A GE spokesman could not immediately be reached for comment.
Religious leaders said it was time for GE to come to the negotiating table and help right a wrong by helping to rebuild communities.
“It’s not enough to blame the victims,” said the Rev. Gerry Creedon, pastor at Holy Family Catholic Church in Dale City. “That it’s right here [near] Washington is a disgrace.”
Those in the banking industry continue to debate the role of mortgage companies and banks in helping to rebuild communities. Some political leaders have said that the banking industry is not solely to blame for the foreclosure crisis, and that homebuyers agreed to subprime loans that in many cases they could not afford.
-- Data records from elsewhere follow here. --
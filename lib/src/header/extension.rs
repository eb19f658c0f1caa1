use once_cell::sync::Lazy;
use serde::{Deserialize, Serialize};

use super::kate::{DataLookup, KateCommitment};
use crate::codec::variant::{decode_tagged, encode_tagged, tagged_len};
use crate::codec::{Decode, Encode, Reader, TaggedUnion, VariantRegistry};
use crate::error::{Result, ResultExt};
use crate::json::byte_seq;

// -------------------------------------------------------------------------- //
// Header Extension Versions

pub const V1: u8 = 0;
pub const VTEST: u8 = 1;

#[derive(Debug, Clone, Default, PartialEq, Eq, Serialize, Deserialize)]
#[serde(rename_all = "camelCase")]
pub struct V1HeaderExtension {
    pub commitment: KateCommitment,
    pub app_lookup: DataLookup,
}

/// Test version used to exercise upgrades: V1 with an extra leading field.
#[derive(Debug, Clone, Default, PartialEq, Eq, Serialize, Deserialize)]
#[serde(rename_all = "camelCase")]
pub struct VTHeaderExtension {
    #[serde(with = "byte_seq")]
    pub new_field: Vec<u8>,
    pub commitment: KateCommitment,
    pub app_lookup: DataLookup,
}

/// Versioned header extension. The version is the wire discriminant and
/// must match the protocol version of the chain release.
#[derive(Debug, Clone, PartialEq, Eq, Serialize, Deserialize)]
pub enum HeaderExtension {
    V1(V1HeaderExtension),
    VTest(VTHeaderExtension),
}

impl Default for HeaderExtension {
    fn default() -> Self {
        HeaderExtension::V1(V1HeaderExtension::default())
    }
}

impl HeaderExtension {
    pub fn commitment(&self) -> &KateCommitment {
        match self {
            HeaderExtension::V1(ext) => &ext.commitment,
            HeaderExtension::VTest(ext) => &ext.commitment,
        }
    }

    pub fn app_lookup(&self) -> &DataLookup {
        match self {
            HeaderExtension::V1(ext) => &ext.app_lookup,
            HeaderExtension::VTest(ext) => &ext.app_lookup,
        }
    }
}

// -------------------------------------------------------------------------- //
// Binary Codec

impl Encode for V1HeaderExtension {
    fn encode_to(&self, out: &mut Vec<u8>) {
        self.commitment.encode_to(out);
        self.app_lookup.encode_to(out);
    }

    fn encoded_len(&self) -> usize {
        self.commitment.encoded_len() + self.app_lookup.encoded_len()
    }
}

impl Decode for V1HeaderExtension {
    fn decode(reader: &mut Reader<'_>) -> Result<Self> {
        Ok(V1HeaderExtension {
            commitment: KateCommitment::decode(reader).at("commitment")?,
            app_lookup: DataLookup::decode(reader).at("appLookup")?,
        })
    }
}

impl Encode for VTHeaderExtension {
    fn encode_to(&self, out: &mut Vec<u8>) {
        self.new_field.encode_to(out);
        self.commitment.encode_to(out);
        self.app_lookup.encode_to(out);
    }

    fn encoded_len(&self) -> usize {
        self.new_field.encoded_len() + self.commitment.encoded_len() + self.app_lookup.encoded_len()
    }
}

impl Decode for VTHeaderExtension {
    fn decode(reader: &mut Reader<'_>) -> Result<Self> {
        Ok(VTHeaderExtension {
            new_field: Vec::<u8>::decode(reader).at("newField")?,
            commitment: KateCommitment::decode(reader).at("commitment")?,
            app_lookup: DataLookup::decode(reader).at("appLookup")?,
        })
    }
}

static HEADER_EXTENSIONS: Lazy<VariantRegistry<HeaderExtension>> = Lazy::new(|| {
    VariantRegistry::new("HeaderExtension")
        .register(V1, "V1", |r| Ok(HeaderExtension::V1(V1HeaderExtension::decode(r)?)))
        .register(VTEST, "VTest", |r| Ok(HeaderExtension::VTest(VTHeaderExtension::decode(r)?)))
});

impl TaggedUnion for HeaderExtension {
    fn registry() -> &'static VariantRegistry<Self> {
        &HEADER_EXTENSIONS
    }

    fn discriminant(&self) -> u8 {
        match self {
            HeaderExtension::V1(_) => V1,
            HeaderExtension::VTest(_) => VTEST,
        }
    }

    fn encode_payload(&self, out: &mut Vec<u8>) {
        match self {
            HeaderExtension::V1(ext) => ext.encode_to(out),
            HeaderExtension::VTest(ext) => ext.encode_to(out),
        }
    }

    fn payload_len(&self) -> usize {
        match self {
            HeaderExtension::V1(ext) => ext.encoded_len(),
            HeaderExtension::VTest(ext) => ext.encoded_len(),
        }
    }
}

impl Encode for HeaderExtension {
    fn encode_to(&self, out: &mut Vec<u8>) {
        encode_tagged(self, out)
    }

    fn encoded_len(&self) -> usize {
        tagged_len(self)
    }
}

impl Decode for HeaderExtension {
    fn decode(reader: &mut Reader<'_>) -> Result<Self> {
        decode_tagged(reader)
    }
}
WMCMortgage was the subject of a federal study that called it one of the “worst” actors for its subprime loan activity, as well as the number of those loans that went into foreclosure. Further, the Center for Public Integrity’s iWatchNews published an investigation detailing fraudulent practices that put homeowners at risk across the country.
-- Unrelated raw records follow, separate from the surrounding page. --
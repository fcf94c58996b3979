//! # Application Errors
//!
//! The single "last error" value held in `App`. Errors are plain data so
//! they can travel through `Action::SetError` and be rendered by any adapter.
//!
//! Timestamps are stamped by whoever builds the error, never by `update()`.

use chrono::Utc;
use serde::{Deserialize, Serialize};
use std::fmt;

#[derive(Debug, Clone, Copy, PartialEq, Eq, Serialize, Deserialize)]
#[serde(rename_all = "SCREAMING_SNAKE_CASE")]
pub enum ErrorCode {
    /// Initial catalogue load failed.
    InitError,
    /// A refresh of the catalogue failed.
    LoadError,
    /// Lookup by identifier found nothing.
    NotFound,
    /// Single-item lookup failed.
    FetchError,
}

impl ErrorCode {
    pub fn as_str(&self) -> &'static str {
        match self {
            ErrorCode::InitError => "INIT_ERROR",
            ErrorCode::LoadError => "LOAD_ERROR",
            ErrorCode::NotFound => "NOT_FOUND",
            ErrorCode::FetchError => "FETCH_ERROR",
        }
    }
}

impl fmt::Display for ErrorCode {
    fn fmt(&self, f: &mut fmt::Formatter<'_>) -> fmt::Result {
        f.write_str(self.as_str())
    }
}

#[derive(Debug, Clone, PartialEq, Serialize, Deserialize)]
pub struct AppError {
    pub code: ErrorCode,
    pub message: String,
    pub details: Option<String>,
    /// Milliseconds since the Unix epoch.
    pub timestamp: i64,
}

impl AppError {
    pub fn new(code: ErrorCode, message: impl Into<String>) -> Self {
        Self {
            code,
            message: message.into(),
            details: None,
            timestamp: Utc::now().timestamp_millis(),
        }
    }

    pub fn with_details(mut self, details: impl Into<String>) -> Self {
        self.details = Some(details.into());
        self
    }

    pub fn not_found(id: &str) -> Self {
        Self::new(ErrorCode::NotFound, format!("Animal with id {id} not found"))
    }
}

impl fmt::Display for AppError {
    fn fmt(&self, f: &mut fmt::Formatter<'_>) -> fmt::Result {
        write!(f, "[{}] {}", self.code, self.message)?;
        if let Some(ref details) = self.details {
            write!(f, " ({details})")?;
        }
        Ok(())
    }
}

impl std::error::Error for AppError {}

#[cfg(test)]
mod tests {
    use super::*;

    #[test]
    fn test_error_code_serializes_screaming() {
        assert_eq!(serde_json::to_string(&ErrorCode::InitError).unwrap(), "\"INIT_ERROR\"");
        assert_eq!(serde_json::to_string(&ErrorCode::FetchError).unwrap(), "\"FETCH_ERROR\"");
        assert_eq!(ErrorCode::NotFound.to_string(), "NOT_FOUND");
    }

    #[test]
    fn test_display_includes_details() {
        let err = AppError::new(ErrorCode::LoadError, "Failed to load animals").with_details("timeout");
        assert_eq!(err.to_string(), "[LOAD_ERROR] Failed to load animals (timeout)");
    }

    #[test]
    fn test_not_found_message() {
        let err = AppError::not_found("42");
        assert_eq!(err.code, ErrorCode::NotFound);
        assert!(err.message.contains("42"));
        assert!(err.timestamp > 0);
    }
}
In a July letter to the Rev. Clyde Ellis of Mount Olive Baptist Church in Woodbridge, WMC’s chief executive said that because WMC does not own the loans any longer, there is little the company can do to help Prince William residents.
“Again, we are sorry WMC is not in a position to work with your members on their servicing issues and hope you are able to work with the current loan owners and servicers,” said the letter from WMC President and CEO James Zollo.
For Ellis, GE and Immelt’s involvement — and, in the end, promises to offer dollars to help rebuild communities — is about taking responsibility. “You can delegate authority,” he said, “but you cannot delegate responsibility.”
Update: Russell Wilkerson, a GE spokesman, said in an e-mail that GE pledged late last year to provide funding for one housing counselor for Prince William County.
About half of all Prince William homeowners are “underwater,” or owe more than their home is worth. VOICE leaders have asked institutions to provide key housing counselors to help “underwater” homeowners.
“We also told VOICE we would meet with them again,” Wilkerson wrote.